Stored items:
****************************************

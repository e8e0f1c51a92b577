//! # Error Taxonomy
//!
//! Structured error types for signing, verification, and payload decoding,
//! built with `thiserror`.
//!
//! ## Design
//!
//! - [`BadData`] is the root of every tampering/corruption failure. Each of
//!   its variants carries whatever could be recovered before the failure:
//!   the unverified payload, and for timestamped values the signing instant.
//!   Callers that only hold the error can still inspect what was rejected.
//! - [`CryptoError`] covers configuration and primitive failures. These are
//!   never the sender's fault, so `validate` and `loads_unsafe` let them
//!   escape instead of folding them into `false`.
//! - [`Error`] is what fallible top-level operations return.

use chrono::{DateTime, Utc};
use thiserror::Error;

/// Signature verification failed, or the signed value had no separator.
#[derive(Error, Debug, Clone, PartialEq, Eq)]
#[error("bad signature: {message}")]
pub struct BadSignature {
    /// What went wrong.
    pub message: String,
    /// The candidate value that failed verification, when it could be split
    /// out. Untrusted.
    pub payload: Option<String>,
}

impl BadSignature {
    /// A failure with nothing recovered.
    pub fn new(message: impl Into<String>) -> Self {
        Self {
            message: message.into(),
            payload: None,
        }
    }

    /// A failure carrying the unverified candidate value.
    pub fn with_payload(message: impl Into<String>, payload: impl Into<String>) -> Self {
        Self {
            message: message.into(),
            payload: Some(payload.into()),
        }
    }
}

/// The timestamp segment was missing or malformed, or a signature failure
/// was surfaced through the timestamp layer.
#[derive(Error, Debug, Clone, PartialEq, Eq)]
#[error("bad time signature: {message}")]
pub struct BadTimeSignature {
    /// What went wrong.
    pub message: String,
    /// The value with the timestamp split off, when recoverable. Untrusted.
    pub payload: Option<String>,
    /// The claimed signing instant, when it could be decoded. Untrusted.
    pub date_signed: Option<DateTime<Utc>>,
}

/// The signature is valid but older than the caller's maximum age.
#[derive(Error, Debug, Clone, PartialEq, Eq)]
#[error("signature expired: {message}")]
pub struct SignatureExpired {
    /// Age and limit, rendered for humans.
    pub message: String,
    /// The value that was signed. Its signature verified, so only its
    /// freshness is in question.
    pub payload: String,
    /// When the value was signed.
    pub date_signed: DateTime<Utc>,
}

/// The payload codec rejected the verified (or recovered) payload.
#[derive(Error, Debug, Clone, PartialEq, Eq)]
#[error("bad payload: could not decode the payload: {message}")]
pub struct BadPayload {
    /// The codec's own error message.
    pub message: String,
}

/// Root category for every tampering or corruption failure.
#[derive(Error, Debug, Clone, PartialEq, Eq)]
pub enum BadData {
    /// See [`BadSignature`].
    #[error(transparent)]
    Signature(#[from] BadSignature),

    /// See [`BadTimeSignature`].
    #[error(transparent)]
    TimeSignature(#[from] BadTimeSignature),

    /// See [`SignatureExpired`].
    #[error(transparent)]
    Expired(#[from] SignatureExpired),

    /// See [`BadPayload`].
    #[error(transparent)]
    Payload(#[from] BadPayload),
}

impl BadData {
    /// The unverified payload attached to the failure, if any.
    pub fn payload(&self) -> Option<&str> {
        match self {
            Self::Signature(e) => e.payload.as_deref(),
            Self::TimeSignature(e) => e.payload.as_deref(),
            Self::Expired(e) => Some(&e.payload),
            Self::Payload(_) => None,
        }
    }

    /// The signing instant attached to the failure, if any.
    pub fn date_signed(&self) -> Option<DateTime<Utc>> {
        match self {
            Self::TimeSignature(e) => e.date_signed,
            Self::Expired(e) => Some(e.date_signed),
            Self::Signature(_) | Self::Payload(_) => None,
        }
    }
}

/// Configuration or primitive failure. Not a tampering condition.
#[derive(Error, Debug, Clone, PartialEq, Eq)]
pub enum CryptoError {
    /// The key derivation method name is not recognized.
    #[error("unknown key derivation method: {0:?}")]
    UnknownKeyDerivation(String),

    /// The digest method name is not recognized.
    #[error("unknown digest method: {0:?}")]
    UnknownDigestMethod(String),

    /// The signing algorithm name is not recognized.
    #[error("unknown signing algorithm: {0:?}")]
    UnknownAlgorithm(String),

    /// The separator is empty or could occur inside a signature.
    #[error("invalid separator {0:?}: must be non-empty and contain no base64url characters")]
    InvalidSeparator(String),

    /// The MAC rejected the derived key.
    #[error("invalid signing key: {0}")]
    InvalidKey(String),
}

/// Low-level decode failure in the wire encodings.
#[derive(Error, Debug, Clone, PartialEq, Eq)]
pub enum DecodeError {
    /// Not valid URL-safe base64.
    #[error("invalid base64: {0}")]
    InvalidBase64(String),

    /// A big-endian integer wider than 64 bits.
    #[error("integer of {0} bytes does not fit in 64 bits")]
    IntegerOverflow(usize),
}

/// Top-level error for cachet operations.
#[derive(Error, Debug)]
pub enum Error {
    /// The signed data was tampered with, corrupted, or expired.
    #[error(transparent)]
    BadData(#[from] BadData),

    /// Signer misconfiguration or primitive failure.
    #[error(transparent)]
    Crypto(#[from] CryptoError),

    /// The payload codec could not encode a value.
    #[error("serialization error: {0}")]
    Serialization(String),

    /// The byte stream could not be read or written.
    #[error("io error: {0}")]
    Io(#[from] std::io::Error),
}

impl Error {
    /// The unverified payload attached to a [`BadData`] failure, if any.
    pub fn payload(&self) -> Option<&str> {
        match self {
            Self::BadData(e) => e.payload(),
            _ => None,
        }
    }
}

impl From<BadSignature> for Error {
    fn from(e: BadSignature) -> Self {
        Self::BadData(e.into())
    }
}

impl From<BadTimeSignature> for Error {
    fn from(e: BadTimeSignature) -> Self {
        Self::BadData(e.into())
    }
}

impl From<SignatureExpired> for Error {
    fn from(e: SignatureExpired) -> Self {
        Self::BadData(e.into())
    }
}

impl From<BadPayload> for Error {
    fn from(e: BadPayload) -> Self {
        Self::BadData(e.into())
    }
}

****************************************

• Work task:
Each entry must appear again in the answer exactly as written.

• Task response:
repository e8e0f1c51a92b577
//! # Error Taxonomy
//!
//! Structured error types for signing, verification, and payload decoding,
//! built with `thiserror`.
//!
//! ## Design
//!
//! - [`BadData`] is the root of every tampering/corruption failure. Each of
//!   its variants carries whatever could be recovered before the failure:
//!   the unverified payload, and for timestamped values the signing instant.
//!   Callers that only hold the error can still inspect what was rejected.
//! - [`CryptoError`] covers configuration and primitive failures. These are
//!   never the sender's fault, so `validate` and `loads_unsafe` let them
//!   escape instead of folding them into `false`.
//! - [`Error`] is what fallible top-level operations return.

use chrono::{DateTime, Utc};
use thiserror::Error;

/// Signature verification failed, or the signed value had no separator.
#[derive(Error, Debug, Clone, PartialEq, Eq)]
#[error("bad signature: {message}")]
pub struct BadSignature {
    /// What went wrong.
    pub message: String,
    /// The candidate value that failed verification, when it could be split
    /// out. Untrusted.
    pub payload: Option<String>,
}

impl BadSignature {
    /// A failure with nothing recovered.
    pub fn new(message: impl Into<String>) -> Self {
        Self {
            message: message.into(),
            payload: None,
        }
    }

    /// A failure carrying the unverified candidate value.
    pub fn with_payload(message: impl Into<String>, payload: impl Into<String>) -> Self {
        Self {
            message: message.into(),
            payload: Some(payload.into()),
        }
    }
}

/// The timestamp segment was missing or malformed, or a signature failure
/// was surfaced through the timestamp layer.
#[derive(Error, Debug, Clone, PartialEq, Eq)]
#[error("bad time signature: {message}")]
pub struct BadTimeSignature {
    /// What went wrong.
    pub message: String,
    /// The value with the timestamp split off, when recoverable. Untrusted.
    pub payload: Option<String>,
    /// The claimed signing instant, when it could be decoded. Untrusted.
    pub date_signed: Option<DateTime<Utc>>,
}

/// The signature is valid but older than the caller's maximum age.
#[derive(Error, Debug, Clone, PartialEq, Eq)]
#[error("signature expired: {message}")]
pub struct SignatureExpired {
    /// Age and limit, rendered for humans.
    pub message: String,
    /// The value that was signed. Its signature verified, so only its
    /// freshness is in question.
    pub payload: String,
    /// When the value was signed.
    pub date_signed: DateTime<Utc>,
}

/// The payload codec rejected the verified (or recovered) payload.
#[derive(Error, Debug, Clone, PartialEq, Eq)]
#[error("bad payload: could not decode the payload: {message}")]
pub struct BadPayload {
    /// The codec's own error message.
    pub message: String,
}

/// Root category for every tampering or corruption failure.
#[derive(Error, Debug, Clone, PartialEq, Eq)]
pub enum BadData {
    /// See [`BadSignature`].
    #[error(transparent)]
    Signature(#[from] BadSignature),

    /// See [`BadTimeSignature`].
    #[error(transparent)]
    TimeSignature(#[from] BadTimeSignature),

    /// See [`SignatureExpired`].
    #[error(transparent)]
    Expired(#[from] SignatureExpired),

    /// See [`BadPayload`].
    #[error(transparent)]
    Payload(#[from] BadPayload),
}

impl BadData {
    /// The unverified payload attached to the failure, if any.
    pub fn payload(&self) -> Option<&str> {
        match self {
            Self::Signature(e) => e.payload.as_deref(),
            Self::TimeSignature(e) => e.payload.as_deref(),
            Self::Expired(e) => Some(&e.payload),
            Self::Payload(_) => None,
        }
    }

    /// The signing instant attached to the failure, if any.
    pub fn date_signed(&self) -> Option<DateTime<Utc>> {
        match self {
            Self::TimeSignature(e) => e.date_signed,
            Self::Expired(e) => Some(e.date_signed),
            Self::Signature(_) | Self::Payload(_) => None,
        }
    }
}

/// Configuration or primitive failure. Not a tampering condition.
#[derive(Error, Debug, Clone, PartialEq, Eq)]
pub enum CryptoError {
    /// The key derivation method name is not recognized.
    #[error("unknown key derivation method: {0:?}")]
    UnknownKeyDerivation(String),

    /// The digest method name is not recognized.
    #[error("unknown digest method: {0:?}")]
    UnknownDigestMethod(String),

    /// The signing algorithm name is not recognized.
    #[error("unknown signing algorithm: {0:?}")]
    UnknownAlgorithm(String),

    /// The separator is empty or could occur inside a signature.
    #[error("invalid separator {0:?}: must be non-empty and contain no base64url characters")]
    InvalidSeparator(String),

    /// The MAC rejected the derived key.
    #[error("invalid signing key: {0}")]
    InvalidKey(String),
}

/// Low-level decode failure in the wire encodings.
#[derive(Error, Debug, Clone, PartialEq, Eq)]
pub enum DecodeError {
    /// Not valid URL-safe base64.
    #[error("invalid base64: {0}")]
    InvalidBase64(String),

    /// A big-endian integer wider than 64 bits.
    #[error("integer of {0} bytes does not fit in 64 bits")]
    IntegerOverflow(usize),
}

/// Top-level error for cachet operations.
#[derive(Error, Debug)]
pub enum Error {
    /// The signed data was tampered with, corrupted, or expired.
    #[error(transparent)]
    BadData(#[from] BadData),

    /// Signer misconfiguration or primitive failure.
    #[error(transparent)]
    Crypto(#[from] CryptoError),

    /// The payload codec could not encode a value.
    #[error("serialization error: {0}")]
    Serialization(String),

    /// The byte stream could not be read or written.
    #[error("io error: {0}")]
    Io(#[from] std::io::Error),
}

impl Error {
    /// The unverified payload attached to a [`BadData`] failure, if any.
    pub fn payload(&self) -> Option<&str> {
        match self {
            Self::BadData(e) => e.payload(),
            _ => None,
        }
    }
}

impl From<BadSignature> for Error {
    fn from(e: BadSignature) -> Self {
        Self::BadData(e.into())
    }
}

impl From<BadTimeSignature> for Error {
    fn from(e: BadTimeSignature) -> Self {
        Self::BadData(e.into())
    }
}

impl From<SignatureExpired> for Error {
    fn from(e: SignatureExpired) -> Self {
        Self::BadData(e.into())
    }
}

impl From<BadPayload> for Error {
    fn from(e: BadPayload) -> Self {
        Self::BadData(e.into())
    }
}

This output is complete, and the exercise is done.